It's not hard to understand why people love digital note taking apps these days.
Most of our work and social life has moved "to the cloud".
Apps are also more intuitive and easy to use than ever before, and the benefits over paper - unlimited "pages", synchronization across hardware, easy access from all your connected devices, etc. - push people in this direction all the time.
On the other hand, though, truly productive people know just how devastating digital apps can be when it comes to your workflow.
Digital devices are very "busy", filled with distractions, and even the best note taking applications are distracting in one way or another.
Paper, on the other hand, has unlimited opportunities when it comes to your creativity.
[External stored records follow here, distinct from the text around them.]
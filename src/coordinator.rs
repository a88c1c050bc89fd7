use crate::heap::{JobHeap, QueuedJob};
use crate::idle::IdleSignal;
use crate::job::{Job, JobId, JobStatus};
use crate::metrics::QueueMetrics;
use crate::worker::Worker;

use std::collections::HashMap;
use std::sync::atomic::Ordering as AtomicOrdering;
use std::sync::Arc;
use std::time::Duration;

use chrono::{DateTime, Duration as ChronoDuration, Utc};
use parking_lot::Mutex;
use tokio::time::MissedTickBehavior;
use tokio_util::sync::CancellationToken;
use tokio_util::task::TaskTracker;
use tracing::{debug, info, trace, warn, Instrument};

/// A job as stored in the index: the public snapshot plus the bookkeeping
/// that never leaves the queue.
#[derive(Debug)]
pub(crate) struct JobRecord {
  pub job: Job,
  /// Submission sequence number. Matches the `seq` of the job's live heap
  /// entry; anything else in a heap under this id is stale.
  pub seq: u64,
  /// Cancellation handle of the running attempt. `Some` only while `Running`.
  pub cancel: Option<CancellationToken>,
}

/// Everything guarded by the coordinating lock.
#[derive(Debug, Default)]
pub(crate) struct QueueState {
  pub started: bool,
  pub workers: HashMap<String, Arc<Worker>>,
  pub heaps: HashMap<String, JobHeap>,
  pub jobs: HashMap<JobId, JobRecord>,
  next_seq: u64,
}

impl QueueState {
  pub fn next_seq(&mut self) -> u64 {
    let seq = self.next_seq;
    self.next_seq += 1;
    seq
  }
}

/// A job popped for execution, together with what its execution task needs.
#[derive(Debug)]
pub(crate) struct Dispatch {
  pub job: Job,
  pub seq: u64,
  pub token: CancellationToken,
}

/// State shared between the `JobQueue` handle, the dispatchers, the ticker
/// and every execution task.
#[derive(Debug)]
pub(crate) struct Shared {
  pub state: Mutex<QueueState>,
  pub idle: IdleSignal,
  /// Root token. Every running attempt holds a child of it.
  pub shutdown: CancellationToken,
  /// Tracks execution tasks and short-lived waiters so `stop` can wait on them.
  pub tracker: TaskTracker,
  pub metrics: QueueMetrics,
  pub tick_interval: Duration,
}

impl Shared {
  pub fn new(tick_interval: Duration) -> Self {
    Self {
      state: Mutex::new(QueueState::default()),
      idle: IdleSignal::new(),
      shutdown: CancellationToken::new(),
      tracker: TaskTracker::new(),
      metrics: QueueMetrics::new(),
      tick_interval,
    }
  }

  pub fn wake_all(&self) {
    let workers: Vec<Arc<Worker>> = self.state.lock().workers.values().cloned().collect();
    for worker in workers {
      worker.wake.notify_one();
    }
  }

  /// Pops the highest-priority ready job of `worker` and marks it `Running`.
  ///
  /// Cancelled or stale entries at the head are discarded. A head whose
  /// `schedule_at` lies in the future ends the scan even if entries behind it
  /// are ready.
  pub fn pop_ready(&self, worker: &Worker) -> Option<Dispatch> {
    let mut guard = self.state.lock();
    let state = &mut *guard;
    let heap = state.heaps.get_mut(worker.name())?;
    let now = Utc::now();

    loop {
      let (id, seq) = {
        let head = heap.peek()?;
        (head.id.clone(), head.seq)
      };

      let live = state
        .jobs
        .get(&id)
        .filter(|rec| rec.seq == seq && rec.job.status == JobStatus::Pending);
      let Some(record) = live else {
        heap.pop();
        QueueMetrics::incr(&self.metrics.entries_discarded);
        debug!(worker = worker.name(), job_id = %id, "Discarding cancelled or stale queue entry.");
        continue;
      };

      if record.job.is_deferred(now) {
        trace!(worker = worker.name(), job_id = %id, "Queue head not yet due.");
        return None;
      }

      heap.pop();
      let record = state.jobs.get_mut(&id)?;
      let token = self.shutdown.child_token();
      record.job.status = JobStatus::Running;
      record.job.started_at = Some(now);
      record.cancel = Some(token.clone());
      worker.running.fetch_add(1, AtomicOrdering::SeqCst);

      return Some(Dispatch {
        job: record.job.clone(),
        seq,
        token,
      });
    }
  }

  /// Records the outcome of an attempt. Returns the backoff delay when the job
  /// was put back on the heap for a retry.
  pub fn finish_attempt(
    &self,
    worker: &Worker,
    id: &str,
    seq: u64,
    outcome: Result<(), String>,
  ) -> Option<Duration> {
    let mut guard = self.state.lock();
    let state = &mut *guard;
    worker.running.fetch_sub(1, AtomicOrdering::SeqCst);

    let Some(record) = state.jobs.get_mut(id).filter(|rec| rec.seq == seq) else {
      debug!(worker = worker.name(), job_id = %id, "Job was replaced while running; outcome ignored.");
      return None;
    };
    record.cancel = None;

    if record.job.status == JobStatus::Cancelled {
      info!(worker = worker.name(), job_id = %id, "Job was cancelled while running.");
      return None;
    }

    let now = Utc::now();
    match outcome {
      Ok(()) => {
        record.job.status = JobStatus::Completed;
        record.job.completed_at = Some(now);
        None
      }
      Err(message) => {
        record.job.last_error = Some(message);
        if record.job.retry_count < record.job.max_retries {
          record.job.retry_count += 1;
          let delay = worker.config.backoff_delay(record.job.retry_count);
          record.job.schedule_at = Some(add_delay(now, delay));
          record.job.status = JobStatus::Pending;
          record.job.started_at = None;

          let entry = QueuedJob::for_job(&record.job, seq);
          state
            .heaps
            .entry(worker.name().to_string())
            .or_default()
            .push(entry);

          QueueMetrics::incr(&self.metrics.jobs_retried);
          info!(
            worker = worker.name(),
            job_id = %id,
            retry_attempt = record.job.retry_count,
            max_retries = record.job.max_retries,
            delay_ms = delay.as_millis(),
            "Job failed, scheduling retry."
          );
          Some(delay)
        } else {
          record.job.status = JobStatus::Failed;
          record.job.completed_at = Some(now);
          QueueMetrics::incr(&self.metrics.jobs_permanently_failed);
          warn!(
            worker = worker.name(),
            job_id = %id,
            retries = record.job.retry_count,
            error = record.job.last_error.as_deref().unwrap_or_default(),
            "Job failed permanently after exhausting retries."
          );
          None
        }
      }
    }
  }

  /// Signals every worker whose queue head is due (or no longer pending).
  /// Peeks only; popping stays with the dispatchers.
  pub fn wake_due_workers(&self) {
    let now = Utc::now();
    let due: Vec<Arc<Worker>> = {
      let state = self.state.lock();
      state
        .workers
        .values()
        .filter(|worker| {
          let Some(head) = state.heaps.get(worker.name()).and_then(JobHeap::peek) else {
            return false;
          };
          match state.jobs.get(&head.id) {
            Some(rec) if rec.seq == head.seq && rec.job.status == JobStatus::Pending => {
              !rec.job.is_deferred(now)
            }
            _ => true,
          }
        })
        .cloned()
        .collect()
    };

    for worker in due {
      trace!(worker = worker.name(), "Ticker waking dispatcher.");
      worker.wake.notify_one();
    }
  }

  /// Wakes `worker` once `delay` has elapsed, unless the queue stops first.
  pub fn wake_after(&self, worker: Arc<Worker>, delay: Duration) {
    let shutdown = self.shutdown.clone();
    self.tracker.spawn(async move {
      tokio::select! {
        biased;
        _ = shutdown.cancelled() => {}
        _ = tokio::time::sleep(delay) => worker.wake.notify_one(),
      }
    });
  }
}

fn add_delay(now: DateTime<Utc>, delay: Duration) -> DateTime<Utc> {
  ChronoDuration::from_std(delay)
    .ok()
    .and_then(|d| now.checked_add_signed(d))
    .unwrap_or(DateTime::<Utc>::MAX_UTC)
}

/// Per-worker dispatch loop.
///
/// Sleeps on the worker's wake signal; each wake runs one dispatch pass that
/// launches ready jobs until the worker runs out of slots or ready jobs.
pub(crate) struct Dispatcher {
  shared: Arc<Shared>,
  worker: Arc<Worker>,
}

impl Dispatcher {
  pub fn new(shared: Arc<Shared>, worker: Arc<Worker>) -> Self {
    Self { shared, worker }
  }

  pub async fn run(self) {
    info!(worker = self.worker.name(), "Dispatcher started.");

    loop {
      tokio::select! {
        biased;
        _ = self.shared.shutdown.cancelled() => break,
        _ = self.worker.wake.notified() => self.dispatch_ready(),
      }
    }

    info!(worker = self.worker.name(), "Dispatcher shutting down.");
  }

  fn dispatch_ready(&self) {
    loop {
      if self.shared.shutdown.is_cancelled() {
        return;
      }

      if self.worker.config.idle_only && !self.shared.idle.is_idle() {
        self.arm_idle_waiter();
        return;
      }

      let Ok(permit) = self.worker.slots.clone().try_acquire_owned() else {
        trace!(worker = self.worker.name(), "No free slot; waiting for a running job to finish.");
        return;
      };

      let Some(dispatch) = self.shared.pop_ready(&self.worker) else {
        return;
      };

      let shared = self.shared.clone();
      let worker = self.worker.clone();
      let span = tracing::info_span!(
        "job_exec",
        worker = worker.name(),
        job_id = %dispatch.job.id,
        priority = dispatch.job.priority,
      );

      self.shared.tracker.spawn(
        async move {
          let Dispatch { job, seq, token } = dispatch;
          let id = job.id.clone();
          let outcome = worker.execute(job, token).await;
          let retry_delay = shared.finish_attempt(&worker, &id, seq, outcome.into_result());

          drop(permit);
          worker.wake.notify_one();

          if let Some(delay) = retry_delay {
            shared.wake_after(worker, delay);
          }
        }
        .instrument(span),
      );
    }
  }

  /// Parks one waiter for this worker until the host becomes idle, then wakes
  /// the dispatcher. Further calls while a waiter is parked are no-ops.
  fn arm_idle_waiter(&self) {
    if self.worker.idle_waiter_armed.swap(true, AtomicOrdering::SeqCst) {
      return;
    }
    debug!(worker = self.worker.name(), "Idle-only worker waiting for idle.");

    let shared = self.shared.clone();
    let worker = self.worker.clone();
    self.shared.tracker.spawn(async move {
      let became_idle = shared.idle.wait_idle(&shared.shutdown).await;
      worker.idle_waiter_armed.store(false, AtomicOrdering::SeqCst);
      if became_idle {
        worker.wake.notify_one();
      }
    });
  }
}

/// Periodically wakes dispatchers whose deferred queue head has become due.
pub(crate) async fn run_ticker(shared: Arc<Shared>) {
  info!(interval_ms = shared.tick_interval.as_millis(), "Scheduler ticker started.");
  let mut ticker = tokio::time::interval(shared.tick_interval);
  ticker.set_missed_tick_behavior(MissedTickBehavior::Delay);

  loop {
    tokio::select! {
      biased;
      _ = shared.shutdown.cancelled() => break,
      _ = ticker.tick() => shared.wake_due_workers(),
    }
  }

  info!("Scheduler ticker shutting down.");
}
//! tests/cancel.rs
//! Cancellation of pending and running jobs.

mod common;

use common::{build_queue, counting_handler, setup_tracing, wait_for, wait_terminal};
use chrono::{Duration as ChronoDuration, Utc};
use jobq::{HandlerError, Job, JobContext, JobOptions, JobStatus, WorkerConfig};
use std::sync::atomic::{AtomicBool, AtomicUsize, Ordering};
use std::sync::Arc;
use std::time::Duration as StdDuration;

#[tokio::test]
async fn test_cancel_pending_job_never_runs() {
  setup_tracing();
  let queue = build_queue();
  let counter = Arc::new(AtomicUsize::new(0));
  queue.register_worker(
    WorkerConfig::new("transcode"),
    counting_handler(counter.clone(), StdDuration::ZERO, true),
  );

  let doomed = queue
    .submit("transcode", (), JobOptions::new().with_priority(10))
    .unwrap();
  let survivor = queue.submit("transcode", (), JobOptions::new()).unwrap();

  assert!(queue.cancel(&doomed));
  let cancelled = queue.get_status(&doomed).unwrap();
  assert_eq!(cancelled.status, JobStatus::Cancelled);
  assert!(cancelled.completed_at.is_some());

  queue.start();
  assert_eq!(
    wait_terminal(&queue, &survivor, StdDuration::from_secs(1)).await.status,
    JobStatus::Completed
  );
  assert_eq!(counter.load(Ordering::SeqCst), 1, "cancelled job must not run");
  assert_eq!(queue.get_status(&doomed).unwrap().status, JobStatus::Cancelled);

  let metrics = queue.metrics_snapshot();
  assert_eq!(metrics.jobs_cancelled, 1);
  assert_eq!(metrics.entries_discarded, 1);

  queue.stop(None).await.unwrap();
}

#[tokio::test]
async fn test_cancel_deferred_job() {
  setup_tracing();
  let queue = build_queue();
  let counter = Arc::new(AtomicUsize::new(0));
  queue.register_worker(
    WorkerConfig::new("guide"),
    counting_handler(counter.clone(), StdDuration::ZERO, true),
  );
  queue.start();

  let id = queue
    .submit(
      "guide",
      (),
      JobOptions::new().with_schedule_at(Utc::now() + ChronoDuration::milliseconds(100)),
    )
    .unwrap();
  assert!(queue.cancel(&id));

  // Well past schedule_at; the ticker will have woken the dispatcher.
  assert!(
    wait_for(StdDuration::from_secs(1), || queue.metrics_snapshot().entries_discarded == 1).await
  );
  assert_eq!(counter.load(Ordering::SeqCst), 0);
  assert_eq!(queue.get_status(&id).unwrap().status, JobStatus::Cancelled);

  queue.stop(None).await.unwrap();
}

#[tokio::test]
async fn test_cancel_running_job_signals_handler() {
  setup_tracing();
  let queue = build_queue();
  let started = Arc::new(AtomicBool::new(false));
  let observed_cancel = Arc::new(AtomicBool::new(false));
  let attempts = Arc::new(AtomicUsize::new(0));

  let (started_flag, observed_flag, attempt_count) =
    (started.clone(), observed_cancel.clone(), attempts.clone());
  queue.register_worker(
    WorkerConfig::new("transcode")
      .with_max_retries(3)
      .with_retry_delay(StdDuration::from_millis(10)),
    move |ctx: JobContext, _job: Job| {
      let started = started_flag.clone();
      let observed = observed_flag.clone();
      let attempts = attempt_count.clone();
      async move {
        attempts.fetch_add(1, Ordering::SeqCst);
        started.store(true, Ordering::SeqCst);
        tokio::select! {
          _ = ctx.cancelled() => {
            observed.store(ctx.is_cancelled(), Ordering::SeqCst);
            Err(HandlerError::from("transcode aborted"))
          }
          _ = tokio::time::sleep(StdDuration::from_secs(10)) => Ok(()),
        }
      }
    },
  );
  queue.start();

  let id = queue.submit("transcode", (), JobOptions::new()).unwrap();
  assert!(wait_for(StdDuration::from_secs(1), || started.load(Ordering::SeqCst)).await);
  assert_eq!(queue.get_status(&id).unwrap().status, JobStatus::Running);

  assert!(queue.cancel(&id));
  // Cancelled immediately, without waiting for the handler.
  let job = queue.get_status(&id).unwrap();
  assert_eq!(job.status, JobStatus::Cancelled);
  assert!(job.completed_at.is_some());

  assert!(wait_for(StdDuration::from_secs(1), || observed_cancel.load(Ordering::SeqCst)).await);
  assert!(wait_for(StdDuration::from_secs(1), || queue.stats().workers["transcode"].running == 0).await);

  // The handler's error after cancellation does not trigger a retry.
  tokio::time::sleep(StdDuration::from_millis(100)).await;
  let job = queue.get_status(&id).unwrap();
  assert_eq!(job.status, JobStatus::Cancelled);
  assert_eq!(job.retry_count, 0);
  assert_eq!(attempts.load(Ordering::SeqCst), 1);

  queue.stop(None).await.unwrap();
}

#[tokio::test]
async fn test_cancel_running_job_that_completes_stays_cancelled() {
  setup_tracing();
  let queue = build_queue();
  let started = Arc::new(AtomicBool::new(false));

  let flag = started.clone();
  queue.register_worker(
    WorkerConfig::new("stubborn"),
    move |_ctx: JobContext, _job: Job| {
      let flag = flag.clone();
      async move {
        flag.store(true, Ordering::SeqCst);
        tokio::time::sleep(StdDuration::from_millis(100)).await;
        Ok::<(), HandlerError>(())
      }
    },
  );
  queue.start();

  let id = queue.submit("stubborn", (), JobOptions::new()).unwrap();
  assert!(wait_for(StdDuration::from_secs(1), || started.load(Ordering::SeqCst)).await);
  assert!(queue.cancel(&id));

  assert!(wait_for(StdDuration::from_secs(1), || queue.stats().workers["stubborn"].running == 0).await);
  assert_eq!(queue.get_status(&id).unwrap().status, JobStatus::Cancelled);

  queue.stop(None).await.unwrap();
}

#[tokio::test]
async fn test_cancel_terminal_or_unknown_job_is_noop() {
  setup_tracing();
  let queue = build_queue();
  let counter = Arc::new(AtomicUsize::new(0));
  queue.register_worker(
    WorkerConfig::new("w"),
    counting_handler(counter.clone(), StdDuration::ZERO, true),
  );
  queue.start();

  let id = queue.submit("w", (), JobOptions::new()).unwrap();
  let done = wait_terminal(&queue, &id, StdDuration::from_secs(1)).await;
  assert_eq!(done.status, JobStatus::Completed);

  assert!(!queue.cancel(&id));
  assert_eq!(queue.get_status(&id).unwrap().status, JobStatus::Completed);
  assert!(!queue.cancel("no-such-job"));
  assert_eq!(queue.metrics_snapshot().jobs_cancelled, 0);

  queue.stop(None).await.unwrap();
}

#[tokio::test]
async fn test_cancel_pending_retry() {
  setup_tracing();
  let queue = build_queue();
  let counter = Arc::new(AtomicUsize::new(0));
  queue.register_worker(
    WorkerConfig::new("flaky")
      .with_max_retries(5)
      .with_retry_delay(StdDuration::from_millis(300)),
    counting_handler(counter.clone(), StdDuration::ZERO, false),
  );
  queue.start();

  let id = queue.submit("flaky", (), JobOptions::new()).unwrap();
  assert!(
    wait_for(StdDuration::from_secs(1), || {
      queue
        .get_status(&id)
        .is_some_and(|job| job.retry_count == 1 && job.status == JobStatus::Pending)
    })
    .await
  );

  assert!(queue.cancel(&id));
  tokio::time::sleep(StdDuration::from_millis(500)).await;
  assert_eq!(counter.load(Ordering::SeqCst), 1, "cancelled retry must not run");
  assert_eq!(queue.get_status(&id).unwrap().status, JobStatus::Cancelled);

  queue.stop(None).await.unwrap();
}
You can create linear notes, you can draw and doodle, you can make mind maps. The sky's the limit!
If you'd like nothing more than to skyrocket your productivity with a great notebook, you'll love the tips and tricks we share below.
Learn Faster By Writing Slower
One of the biggest advantages for your productivity - especially when you're looking to learn something new - is also one of the biggest drawbacks of writing in a paper notebook.
The process is inherently slow.
Even the fastest writers are going to struggle to put down coherent notes as quickly as they could bang away at a keyboard or swipe around on their device. At the same time, though, slowing things down a bit really helps you think through the material you are writing notes about in the first place.
There's something that happens when you are physically going through the writing process that helps the information "sink in" a little better. Pounding away at the keyboard might get more notes on the page - but the material isn't going to be trapped in your head the way it would have been if you were using a notebook.
Notes the Way You Like Them
It's going to take a little bit of time to find your "sweet spot" when it comes to paper note taking, but a little bit of extra effort - and trying different systems - will get you where you're looking to go ASAP.
Some people are going to like a more linear structured notebook, something similar to the notes they took in high school or college.
Other people are going to want to draw and doodle all over the place, illustrate their notes for visual cues, and highlight, cross reference, and "connect the dots" between different notes - something paper does better than EVERYTHING else.
The blank page can be a little daunting and even anxiety inducing for some. But your productivity skyrockets. You lean into the freedom of that blank canvas and start creating notes the way you like them.
The last little tip we want to share to boost your productivity with paper notebooks is the (very) old-school method of dog ears to literally bookmark notes and passages you want to reference later.
Creating "bookmarks", notifications, and quick highlights with modern to do applications is always a bit more involved than we would like it to be. You have to click this button, you have to swipe that input, you have to change those settings. It's a lot of work.
Finding important notes in your paper notebook, though, is as easy as looking at the pages themselves, spotting the dog ears that you've created, and then flipping to those pages instantly.
Best of all, you can dog ear different notes that are important at different points in time. All you have to do to "erase" those bookmarks is to flip the dog ear back into place. You're working with a blank slate from there again. It really doesn't get much easier than that.
Strategic dog ears combined with highlighting, visual notetaking (illustrations and doodles), and the freedom of a blank canvas can transform a simple notebook into a powerhouse of productivity.
Combine that with the fact that you can always change how the next blank page is used (something the structure of modern note taking apps makes impossible) tilts the scales in favor of paper notebooks, especially when productivity is paramount.
Sure. If you need to keep your shopping list organized before you head down to the grocery store and have terrible handwriting, a to-do application is right up your alley.
But if you're working on longform projects, trying to brainstorm creative solutions to major obstacles at work or in life, or really want to master a new skill or discipline, nothing - NOTHING - beats getting your thoughts down on paper.